Task to carry out >> Which lines below include "Send"? Copy them all.

Stored items >>
● ● ● ●
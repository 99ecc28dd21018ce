//! Error types for evidence gathering and gene resolution

use std::fmt;

use thiserror::Error;

use crate::evidence::EvidenceKind;
use crate::gene::GeneService;

/// Result type alias for the crate
pub type Result<T> = std::result::Result<T, EvidenceError>;

/// One evidence source's failure inside an aggregate error.
#[derive(Debug)]
pub struct SourceFailure {
    pub kind: EvidenceKind,
    pub error: EvidenceError,
}

impl fmt::Display for SourceFailure {
    fn fmt(&self, f: &mut fmt::Formatter<'_>) -> fmt::Result {
        write!(f, "{}={}", self.kind.service_name(), self.error)
    }
}

/// Main error type for the crate
#[derive(Debug, Error)]
pub enum EvidenceError {
    /// Network-level failure talking to an external service. Callers may retry.
    #[error("{service} transient failure: {message}")]
    Transient { service: String, message: String },

    /// The breaker guarding `name` rejected the call without attempting it.
    #[error("circuit breaker {name} is open")]
    CircuitOpen { name: String },

    /// Breaker open and no cached fallback was available.
    #[error("{service} service unavailable (circuit breaker open)")]
    ServiceUnavailable { service: String },

    /// Non-breaker failure from a named service.
    #[error("{service} query failed: {source}")]
    SourceFailed {
        service: String,
        #[source]
        source: Box<EvidenceError>,
    },

    /// Cache backend failure. Logged and treated as a miss by callers.
    #[error("Cache error: {0}")]
    Cache(String),

    /// Every evidence source failed.
    #[error("all external database queries failed: {}", join_failures(.failures))]
    AggregateFailure { failures: Vec<SourceFailure> },

    /// All gene services failed to resolve a transcript.
    #[error("failed to resolve transcript for gene symbol {symbol}: {}", join_gene_failures(.failures))]
    TranscriptResolution {
        symbol: String,
        failures: Vec<(GeneService, String)>,
    },

    #[error("Invalid input: {message}")]
    InvalidInput { message: String },

    #[error("operation cancelled")]
    Cancelled,

    #[error("deadline exceeded")]
    DeadlineExceeded,

    #[error("unsupported operation: {operation}")]
    Unsupported { operation: String },

    #[error("Configuration error: {0}")]
    Config(String),

    #[error("Serialization error: {0}")]
    Serialization(#[from] serde_json::Error),

    #[error("IO error: {0}")]
    Io(#[from] std::io::Error),

    #[error("Database error: {0}")]
    Database(#[from] sqlx::Error),
}

impl EvidenceError {
    pub fn transient(service: impl Into<String>, message: impl Into<String>) -> Self {
        Self::Transient {
            service: service.into(),
            message: message.into(),
        }
    }

    /// True for breaker rejections, including half-open saturation.
    pub fn is_circuit_open(&self) -> bool {
        matches!(self, Self::CircuitOpen { .. })
    }

    pub fn is_transient(&self) -> bool {
        match self {
            Self::Transient { .. } | Self::Io(_) => true,
            Self::SourceFailed { source, .. } => source.is_transient(),
            _ => false,
        }
    }
}

fn join_failures(failures: &[SourceFailure]) -> String {
    failures
        .iter()
        .map(ToString::to_string)
        .collect::<Vec<_>>()
        .join(", ")
}

fn join_gene_failures(failures: &[(GeneService, String)]) -> String {
    failures
        .iter()
        .map(|(service, err)| format!("{}: {}", service, err))
        .collect::<Vec<_>>()
        .join("; ")
}

#[cfg(test)]
mod tests {
    use super::*;

    #[test]
    fn test_error_display() {
        let err = EvidenceError::ServiceUnavailable {
            service: "ClinVar".to_string(),
        };
        assert_eq!(
            err.to_string(),
            "ClinVar service unavailable (circuit breaker open)"
        );

        let err = EvidenceError::SourceFailed {
            service: "gnomAD".to_string(),
            source: Box::new(EvidenceError::transient("gnomAD", "connection reset")),
        };
        assert_eq!(
            err.to_string(),
            "gnomAD query failed: gnomAD transient failure: connection reset"
        );
    }

    #[test]
    fn test_aggregate_failure_names_every_source() {
        let err = EvidenceError::AggregateFailure {
            failures: vec![
                SourceFailure {
                    kind: EvidenceKind::ClinicalSignificance,
                    error: EvidenceError::transient("ClinVar", "boom"),
                },
                SourceFailure {
                    kind: EvidenceKind::MutationDatabase,
                    error: EvidenceError::ServiceUnavailable {
                        service: "HGMD".into(),
                    },
                },
            ],
        };
        let msg = err.to_string();
        assert!(msg.starts_with("all external database queries failed"));
        assert!(msg.contains("ClinVar=ClinVar transient failure: boom"));
        assert!(msg.contains("HGMD=HGMD service unavailable"));
    }

    #[test]
    fn test_transient_classification() {
        let wrapped = EvidenceError::SourceFailed {
            service: "COSMIC".into(),
            source: Box::new(EvidenceError::transient("COSMIC", "timeout")),
        };
        assert!(wrapped.is_transient());
        assert!(!EvidenceError::Cancelled.is_transient());
        assert!(EvidenceError::CircuitOpen { name: "x".into() }.is_circuit_open());
    }

    #[test]
    fn test_error_from_serde() {
        let serde_err = serde_json::from_str::<u32>("not json").unwrap_err();
        let err: EvidenceError = serde_err.into();
        assert!(matches!(err, EvidenceError::Serialization(_)));
    }
}
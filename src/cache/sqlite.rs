//! # SQLite Cache Backend
//!
//! A pooled, persistent [`CacheBackend`] built on `sqlx`. Entries live in a
//! single `evidence_cache` table keyed by cache key, with an optional
//! `expires_at` in unix milliseconds. Expired rows are filtered on read and
//! removed lazily.
//!
//! Transient failures (pool timeouts, I/O errors, `SQLITE_BUSY`) are retried
//! with exponential backoff according to [`CacheConfig::max_retries`].
//!
//! ```rust,no_run
//! use variant_evidence::cache::SqliteCacheBackend;
//! use variant_evidence::config::CacheConfig;
//!
//! # #[tokio::main]
//! # async fn main() -> variant_evidence::Result<()> {
//! let backend = SqliteCacheBackend::new(&CacheConfig {
//!     url: "sqlite://evidence_cache.db".into(),
//!     ..CacheConfig::default()
//! })
//! .await?;
//! # Ok(())
//! # }
//! ```

use std::str::FromStr;
use std::time::Duration;

use async_trait::async_trait;
use chrono::Utc;
use sqlx::sqlite::{SqliteConnectOptions, SqlitePoolOptions};
use sqlx::{Pool, Row, Sqlite};
use tracing::debug;

use super::CacheBackend;
use crate::config::{CacheConfig, RetryConfig};
use crate::error::{EvidenceError, Result};
use crate::retry::{retry_async, RetryPolicy};

/// A [`CacheBackend`] persisted in SQLite.
#[derive(Debug, Clone)]
pub struct SqliteCacheBackend {
    pool: Pool<Sqlite>,
    retry: RetryConfig,
}

impl SqliteCacheBackend {
    /// Connects to `config.url`, creating the database file if needed, and runs migrations.
    pub async fn new(config: &CacheConfig) -> Result<Self> {
        let options = SqliteConnectOptions::from_str(&config.url)?.create_if_missing(true);
        let pool = SqlitePoolOptions::new()
            .max_connections(config.pool_size.max(1))
            .acquire_timeout(config.pool_timeout)
            .connect_with(options)
            .await?;

        Self::run_migrations(&pool).await?;
        debug!(url = %config.url, pool_size = config.pool_size, "sqlite cache ready");

        Ok(Self {
            pool,
            retry: config.retry_config(),
        })
    }

    /// An in-memory backend, useful for testing.
    ///
    /// Each SQLite in-memory connection is its own database, so the pool is held
    /// to a single connection that is never reaped or recycled.
    pub async fn new_in_memory() -> Result<Self> {
        let pool = SqlitePoolOptions::new()
            .min_connections(1)
            .max_connections(1)
            .idle_timeout(None)
            .max_lifetime(None)
            .connect("sqlite::memory:")
            .await?;

        Self::run_migrations(&pool).await?;

        Ok(Self {
            pool,
            retry: RetryConfig::default(),
        })
    }

    /// Closes the pool; pending operations finish first.
    pub async fn close(&self) {
        self.pool.close().await;
    }

    async fn run_migrations(pool: &Pool<Sqlite>) -> Result<()> {
        sqlx::query(
            r#"
            CREATE TABLE IF NOT EXISTS evidence_cache (
                key TEXT PRIMARY KEY,
                value TEXT NOT NULL,
                expires_at INTEGER
            )
            "#,
        )
        .execute(pool)
        .await?;

        sqlx::query(
            r#"
            CREATE INDEX IF NOT EXISTS idx_evidence_cache_expires
            ON evidence_cache(expires_at)
            "#,
        )
        .execute(pool)
        .await?;

        Ok(())
    }

    fn policy(&self) -> RetryPolicy {
        RetryPolicy::new(self.retry.clone())
    }
}

fn now_millis() -> i64 {
    Utc::now().timestamp_millis()
}

fn expiry_millis(ttl: Duration) -> Option<i64> {
    if ttl.is_zero() {
        return None;
    }
    let ttl = i64::try_from(ttl.as_millis()).unwrap_or(i64::MAX);
    Some(now_millis().saturating_add(ttl))
}

#[async_trait]
impl CacheBackend for SqliteCacheBackend {
    async fn get(&self, key: &str) -> Result<Option<String>> {
        let pool = &self.pool;
        let row = retry_async(
            || async move {
                sqlx::query("SELECT value, expires_at FROM evidence_cache WHERE key = ?")
                    .bind(key)
                    .fetch_optional(pool)
                    .await
                    .map_err(EvidenceError::from)
            },
            &mut self.policy(),
        )
        .await?;

        let Some(row) = row else {
            return Ok(None);
        };
        let expires_at: Option<i64> = row.try_get("expires_at")?;
        if expires_at.is_some_and(|at| at <= now_millis()) {
            sqlx::query("DELETE FROM evidence_cache WHERE key = ? AND expires_at <= ?")
                .bind(key)
                .bind(now_millis())
                .execute(pool)
                .await?;
            return Ok(None);
        }
        Ok(Some(row.try_get("value")?))
    }

    async fn set(&self, key: &str, value: &str, ttl: Duration) -> Result<()> {
        let pool = &self.pool;
        let expires_at = expiry_millis(ttl);
        retry_async(
            || async move {
                sqlx::query(
                    r#"
                    INSERT INTO evidence_cache (key, value, expires_at)
                    VALUES (?, ?, ?)
                    ON CONFLICT(key) DO UPDATE SET
                        value = excluded.value,
                        expires_at = excluded.expires_at
                    "#,
                )
                .bind(key)
                .bind(value)
                .bind(expires_at)
                .execute(pool)
                .await
                .map_err(EvidenceError::from)
            },
            &mut self.policy(),
        )
        .await?;
        Ok(())
    }

    async fn delete(&self, keys: &[String]) -> Result<u64> {
        if keys.is_empty() {
            return Ok(0);
        }
        let pool = &self.pool;
        retry_async(
            || async move {
                let mut tx = pool.begin().await?;
                let mut removed = 0;
                for key in keys {
                    removed += sqlx::query("DELETE FROM evidence_cache WHERE key = ?")
                        .bind(key.as_str())
                        .execute(&mut *tx)
                        .await?
                        .rows_affected();
                }
                tx.commit().await?;
                Ok::<u64, EvidenceError>(removed)
            },
            &mut self.policy(),
        )
        .await
    }

    async fn delete_prefix(&self, prefix: &str) -> Result<u64> {
        let pool = &self.pool;
        retry_async(
            || async move {
                let result = sqlx::query(
                    "DELETE FROM evidence_cache WHERE substr(key, 1, length(?1)) = ?1",
                )
                .bind(prefix)
                .execute(pool)
                .await?;
                Ok::<u64, EvidenceError>(result.rows_affected())
            },
            &mut self.policy(),
        )
        .await
    }

    async fn ping(&self) -> Result<()> {
        sqlx::query("SELECT 1").execute(&self.pool).await?;
        Ok(())
    }

    async fn flush(&self) -> Result<()> {
        sqlx::query("DELETE FROM evidence_cache")
            .execute(&self.pool)
            .await?;
        Ok(())
    }

    async fn len(&self) -> Result<usize> {
        let row = sqlx::query(
            "SELECT COUNT(*) AS n FROM evidence_cache WHERE expires_at IS NULL OR expires_at > ?",
        )
        .bind(now_millis())
        .fetch_one(&self.pool)
        .await?;
        let n: i64 = row.try_get("n")?;
        Ok(usize::try_from(n).unwrap_or(0))
    }
}

#[cfg(test)]
mod tests {
    use super::*;

    #[tokio::test]
    async fn in_memory_pool_keeps_its_only_connection() {
        let backend = SqliteCacheBackend::new_in_memory().await.unwrap();
        let options = backend.pool.options();
        assert_eq!(options.get_max_connections(), 1);
        assert_eq!(options.get_idle_timeout(), None);
        assert_eq!(options.get_max_lifetime(), None);

        backend.set("k", "v", Duration::ZERO).await.unwrap();
        assert_eq!(backend.pool.size(), 1);
        assert_eq!(backend.get("k").await.unwrap().as_deref(), Some("v"));
    }

    #[tokio::test]
    async fn round_trips_and_overwrites() {
        let backend = SqliteCacheBackend::new_in_memory().await.unwrap();
        backend.set("k", "one", Duration::ZERO).await.unwrap();
        backend
            .set("k", "two", Duration::from_secs(60))
            .await
            .unwrap();
        assert_eq!(backend.get("k").await.unwrap().as_deref(), Some("two"));
        assert_eq!(backend.len().await.unwrap(), 1);
    }

    #[tokio::test]
    async fn expired_rows_are_hidden_and_removed() {
        let backend = SqliteCacheBackend::new_in_memory().await.unwrap();
        backend
            .set("gone", "v", Duration::from_millis(1))
            .await
            .unwrap();
        tokio::time::sleep(Duration::from_millis(20)).await;
        assert!(backend.get("gone").await.unwrap().is_none());
        assert_eq!(backend.len().await.unwrap(), 0);
    }

    #[tokio::test]
    async fn prefix_delete_is_literal() {
        let backend = SqliteCacheBackend::new_in_memory().await.unwrap();
        backend.set("clinvar:variant:aa", "1", Duration::ZERO).await.unwrap();
        backend.set("clinvar:variant:bb", "2", Duration::ZERO).await.unwrap();
        backend.set("hgmd:variant:aa", "3", Duration::ZERO).await.unwrap();
        backend.set("clinvar_x", "4", Duration::ZERO).await.unwrap();
        assert_eq!(backend.delete_prefix("clinvar:").await.unwrap(), 2);
        assert_eq!(
            backend
                .delete(&["hgmd:variant:aa".to_string(), "nope".to_string()])
                .await
                .unwrap(),
            1
        );
        assert_eq!(backend.len().await.unwrap(), 1);
        backend.ping().await.unwrap();
    }
}
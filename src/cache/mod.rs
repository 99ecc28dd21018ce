//! # Evidence Cache
//!
//! Cache-aside storage shared by every external source. Payloads are wrapped in a
//! [`CacheEntry`] envelope carrying `cached_at` and `expires_at`, serialized as
//! JSON and handed to a [`CacheBackend`].
//!
//! The [`CacheStore`] owns the read policy:
//!
//! - a missing key is a miss
//! - an envelope that no longer decodes is a miss, and the entry is deleted
//! - an envelope observed at or after `expires_at` is a miss, and the entry is deleted
//!
//! Expiry is judged against the store's [`Clock`], so tests can move time with a
//! [`ManualClock`] instead of sleeping.
//!
//! ```rust
//! use std::sync::Arc;
//! use std::time::Duration;
//! use variant_evidence::cache::{CacheKey, CacheStore, MemoryCacheBackend};
//!
//! # #[tokio::main]
//! # async fn main() -> variant_evidence::Result<()> {
//! let store = CacheStore::new(Arc::new(MemoryCacheBackend::new()), Duration::from_secs(60));
//! let key = CacheKey::for_gene("BRCA1");
//! store.set(&key, &"NM_007294.4".to_string(), None).await?;
//! let hit: Option<String> = store.get(&key).await?;
//! assert_eq!(hit.as_deref(), Some("NM_007294.4"));
//! # Ok(())
//! # }
//! ```

mod memory;
mod sqlite;

pub use memory::MemoryCacheBackend;
pub use sqlite::SqliteCacheBackend;

use std::fmt;
use std::sync::atomic::{AtomicU64, Ordering};
use std::sync::{Arc, Mutex, PoisonError};
use std::time::Duration;

use async_trait::async_trait;
use chrono::{DateTime, Utc};
use serde::de::DeserializeOwned;
use serde::{Deserialize, Serialize};
use tracing::{debug, warn};

use crate::error::{EvidenceError, Result};
use crate::evidence::EvidenceKind;
use crate::variant::Variant;

/// Bytes of the variant identity hash used in cache keys.
const KEY_HASH_BYTES: usize = 16;

/// Raw key/value storage with backend-level expiry.
#[async_trait]
pub trait CacheBackend: Send + Sync + fmt::Debug {
    async fn get(&self, key: &str) -> Result<Option<String>>;

    /// Store `value`, overwriting any previous one. A zero `ttl` never expires.
    async fn set(&self, key: &str, value: &str, ttl: Duration) -> Result<()>;

    /// Remove `keys`, returning how many existed.
    async fn delete(&self, keys: &[String]) -> Result<u64>;

    async fn delete_prefix(&self, prefix: &str) -> Result<u64>;

    async fn ping(&self) -> Result<()>;

    async fn flush(&self) -> Result<()>;

    /// Number of live entries.
    async fn len(&self) -> Result<usize>;
}

/// Source of wall-clock time for expiry checks.
pub trait Clock: Send + Sync + fmt::Debug {
    fn now(&self) -> DateTime<Utc>;
}

#[derive(Debug, Clone, Copy, Default)]
pub struct SystemClock;

impl Clock for SystemClock {
    fn now(&self) -> DateTime<Utc> {
        Utc::now()
    }
}

/// A clock that only moves when told to.
#[derive(Debug)]
pub struct ManualClock {
    now: Mutex<DateTime<Utc>>,
}

impl ManualClock {
    pub fn new(start: DateTime<Utc>) -> Self {
        Self {
            now: Mutex::new(start),
        }
    }

    pub fn advance(&self, by: Duration) {
        if let Ok(by) = chrono::Duration::from_std(by) {
            let mut now = self.now.lock().unwrap_or_else(PoisonError::into_inner);
            *now += by;
        }
    }

    pub fn set(&self, to: DateTime<Utc>) {
        *self.now.lock().unwrap_or_else(PoisonError::into_inner) = to;
    }
}

impl Default for ManualClock {
    fn default() -> Self {
        Self::new(Utc::now())
    }
}

impl Clock for ManualClock {
    fn now(&self) -> DateTime<Utc> {
        *self.now.lock().unwrap_or_else(PoisonError::into_inner)
    }
}

/// Key of one cached payload.
#[derive(Debug, Clone, PartialEq, Eq, Hash)]
pub struct CacheKey(String);

impl CacheKey {
    /// `<prefix>:variant:<hash>`, derived only from the variant identity fields.
    pub fn for_variant(kind: EvidenceKind, variant: &Variant) -> Self {
        Self(format!(
            "{}:variant:{}",
            kind.cache_prefix(),
            variant.key().short_hex(KEY_HASH_BYTES)
        ))
    }

    /// `transcript:gene:<SYMBOL>`; the symbol is expected to be normalised already.
    pub fn for_gene(symbol: &str) -> Self {
        Self(format!("transcript:gene:{}", symbol))
    }

    pub fn as_str(&self) -> &str {
        &self.0
    }
}

impl fmt::Display for CacheKey {
    fn fmt(&self, f: &mut fmt::Formatter<'_>) -> fmt::Result {
        f.write_str(&self.0)
    }
}

/// Stored envelope around a payload.
#[derive(Debug, Clone, Serialize, Deserialize)]
pub struct CacheEntry<T> {
    pub data: T,
    pub cached_at: DateTime<Utc>,
    pub expires_at: DateTime<Utc>,
}

impl<T> CacheEntry<T> {
    pub fn is_expired(&self, now: DateTime<Utc>) -> bool {
        now >= self.expires_at
    }
}

/// Counters reported by [`CacheStore::stats`].
#[derive(Debug, Clone, Copy, Default, PartialEq, Eq, Serialize)]
pub struct CacheStats {
    pub hits: u64,
    pub misses: u64,
    pub expired: u64,
    pub corrupt: u64,
    pub writes: u64,
    pub errors: u64,
}

impl CacheStats {
    pub fn hit_rate(&self) -> f64 {
        let total = self.hits + self.misses;
        if total == 0 {
            0.0
        } else {
            self.hits as f64 / total as f64
        }
    }
}

#[derive(Debug, Default)]
struct Counters {
    hits: AtomicU64,
    misses: AtomicU64,
    expired: AtomicU64,
    corrupt: AtomicU64,
    writes: AtomicU64,
    errors: AtomicU64,
}

fn bump(counter: &AtomicU64) {
    counter.fetch_add(1, Ordering::Relaxed);
}

/// Typed cache over a [`CacheBackend`]. Cheap to clone; clones share the backend and stats.
#[derive(Debug, Clone)]
pub struct CacheStore {
    backend: Arc<dyn CacheBackend>,
    clock: Arc<dyn Clock>,
    default_ttl: Duration,
    counters: Arc<Counters>,
}

impl CacheStore {
    pub fn new(backend: Arc<dyn CacheBackend>, default_ttl: Duration) -> Self {
        Self {
            backend,
            clock: Arc::new(SystemClock),
            default_ttl,
            counters: Arc::new(Counters::default()),
        }
    }

    pub fn with_clock(mut self, clock: Arc<dyn Clock>) -> Self {
        self.clock = clock;
        self
    }

    pub fn default_ttl(&self) -> Duration {
        self.default_ttl
    }

    /// Read a payload. Corrupt and expired entries are misses and get deleted.
    pub async fn get<T: DeserializeOwned>(&self, key: &CacheKey) -> Result<Option<T>> {
        let raw = match self.backend.get(key.as_str()).await {
            Ok(Some(raw)) => raw,
            Ok(None) => {
                bump(&self.counters.misses);
                return Ok(None);
            }
            Err(e) => {
                bump(&self.counters.errors);
                return Err(e);
            }
        };

        let entry: CacheEntry<T> = match serde_json::from_str(&raw) {
            Ok(entry) => entry,
            Err(e) => {
                warn!(key = %key, error = %e, "discarding corrupt cache entry");
                bump(&self.counters.corrupt);
                bump(&self.counters.misses);
                self.discard(key).await;
                return Ok(None);
            }
        };

        if entry.is_expired(self.clock.now()) {
            debug!(key = %key, expires_at = %entry.expires_at, "cache entry expired");
            bump(&self.counters.expired);
            bump(&self.counters.misses);
            self.discard(key).await;
            return Ok(None);
        }

        bump(&self.counters.hits);
        Ok(Some(entry.data))
    }

    /// Write a payload, replacing any previous value. `None` or a zero TTL uses the default.
    pub async fn set<T: Serialize>(
        &self,
        key: &CacheKey,
        payload: &T,
        ttl: Option<Duration>,
    ) -> Result<()> {
        let ttl = ttl
            .filter(|ttl| !ttl.is_zero())
            .unwrap_or(self.default_ttl);
        let cached_at = self.clock.now();
        let lifetime = chrono::Duration::from_std(ttl)
            .map_err(|e| EvidenceError::Cache(format!("ttl {:?} out of range: {}", ttl, e)))?;
        let entry = CacheEntry {
            data: payload,
            cached_at,
            expires_at: cached_at + lifetime,
        };
        let raw = serde_json::to_string(&entry)?;
        match self.backend.set(key.as_str(), &raw, ttl).await {
            Ok(()) => {
                bump(&self.counters.writes);
                Ok(())
            }
            Err(e) => {
                bump(&self.counters.errors);
                Err(e)
            }
        }
    }

    pub async fn invalidate(&self, key: &CacheKey) -> Result<()> {
        self.backend.delete(&[key.as_str().to_string()]).await?;
        Ok(())
    }

    /// Remove the cached payload of every evidence kind for `variant`.
    pub async fn invalidate_variant(&self, variant: &Variant) -> Result<u64> {
        let keys: Vec<String> = EvidenceKind::ALL
            .iter()
            .map(|kind| CacheKey::for_variant(*kind, variant).0)
            .collect();
        self.backend.delete(&keys).await
    }

    pub async fn invalidate_prefix(&self, prefix: &str) -> Result<u64> {
        self.backend.delete_prefix(prefix).await
    }

    pub async fn ping(&self) -> Result<()> {
        self.backend.ping().await
    }

    pub async fn flush(&self) -> Result<()> {
        self.backend.flush().await
    }

    pub async fn len(&self) -> Result<usize> {
        self.backend.len().await
    }

    pub fn stats(&self) -> CacheStats {
        let c = &self.counters;
        CacheStats {
            hits: c.hits.load(Ordering::Relaxed),
            misses: c.misses.load(Ordering::Relaxed),
            expired: c.expired.load(Ordering::Relaxed),
            corrupt: c.corrupt.load(Ordering::Relaxed),
            writes: c.writes.load(Ordering::Relaxed),
            errors: c.errors.load(Ordering::Relaxed),
        }
    }

    async fn discard(&self, key: &CacheKey) {
        if let Err(e) = self.invalidate(key).await {
            warn!(key = %key, error = %e, "failed to delete stale cache entry");
        }
    }
}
● ● ● ●
Output of the task >>
pub trait CacheBackend: Send + Sync + fmt::Debug {
pub trait Clock: Send + Sync + fmt::Debug {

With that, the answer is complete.